An impact-resistant amorphous steel alloy
A team of engineers from several California colleges has developed and tested a type of steel with a record-breaking ability to withstand impacts without permanent deformation. The new alloy, named SAM2X5-630, could be used in applications from drills to body armor to meteor-resistant casings for satellites.
A team of engineers from several California colleges has developed and tested a type of steel with a record-breaking ability to withstand impacts without permanent deformation. The new alloy, named SAM2X5-630, could be used in applications from drills to body armor to meteor-resistant casings for satellites. The material is an amorphous steel alloy, a subclass of steel alloys made of arrangements of atoms that deviate from steel’s classical crystal-like structure, where iron atoms occupy specific locations.
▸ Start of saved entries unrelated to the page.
use std::collections::{HashMap, HashSet};
use std::path::PathBuf;

/// Split command arguments into positional operands and `--flag` values.
/// Flags in `allowed` take a value; flags in `switches` stand alone.
/// Unknown or duplicated flags reject the whole command line.
pub fn parse_args(
    args: &[String],
    allowed: &[&str],
    switches: &[&str],
    usage: &str,
) -> Result<(Vec<String>, HashMap<String, String>), String> {
    let mut operands = Vec::new();
    let mut out = HashMap::new();
    let allowed_set = allowed.iter().copied().collect::<HashSet<_>>();
    let switch_set = switches.iter().copied().collect::<HashSet<_>>();
    let mut i = 0;
    while i < args.len() {
        let arg = args[i].as_str();
        if !arg.starts_with("--") {
            operands.push(arg.to_string());
            i += 1;
            continue;
        }
        if switch_set.contains(arg) {
            if out.insert(arg.to_string(), "true".to_string()).is_some() {
                return Err(usage.to_string());
            }
            i += 1;
            continue;
        }
        if !allowed_set.contains(arg) {
            return Err(usage.to_string());
        }
        i += 1;
        let Some(value) = args.get(i) else {
            return Err(usage.to_string());
        };
        if out.insert(arg.to_string(), value.clone()).is_some() {
            return Err(usage.to_string());
        }
        i += 1;
    }
    Ok((operands, out))
}

pub fn required_path(
    values: &HashMap<String, String>,
    key: &str,
    usage: &str,
) -> Result<PathBuf, String> {
    values
        .get(key)
        .map(PathBuf::from)
        .ok_or_else(|| usage.to_string())
}

pub fn optional_string(values: &HashMap<String, String>, key: &str) -> Option<String> {
    values.get(key).cloned()
}

pub fn has_switch(values: &HashMap<String, String>, key: &str) -> bool {
    values.get(key).map(String::as_str) == Some("true")
}

pub fn optional_usize(
    values: &HashMap<String, String>,
    key: &str,
) -> Result<Option<usize>, String> {
    values
        .get(key)
        .map(|v| v.parse::<usize>().map_err(|_| format!("invalid {key}: {v}")))
        .transpose()
}

pub fn optional_u64(
    values: &HashMap<String, String>,
    key: &str,
) -> Result<Option<u64>, String> {
    values
        .get(key)
        .map(|v| v.parse::<u64>().map_err(|_| format!("invalid {key}: {v}")))
        .transpose()
}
Transmission electron microscopy images show different levels of crystallinity embedded in the amorphous matrix of the SAM2X5-630 steel alloy. Image courtesy Jacobs School of Engineering, UC San Diego.

Researchers are increasingly looking to amorphous steel as a source of new materials that are affordable to manufacture and incredibly hard, yet resilient. SAM2X5-630 has the highest recorded elastic limit for any steel alloy, according to the researchers. The alloy can withstand pressure and stress of up to 12.5 gigapascals, or about 125,000 atmospheres, without suffering permanent deformation.
The researchers, from the University of California, San Diego, the University of Southern California and the California Institute of Technology, described the material’s fabrication and testing in a recent issue of Nature Scientific Reports.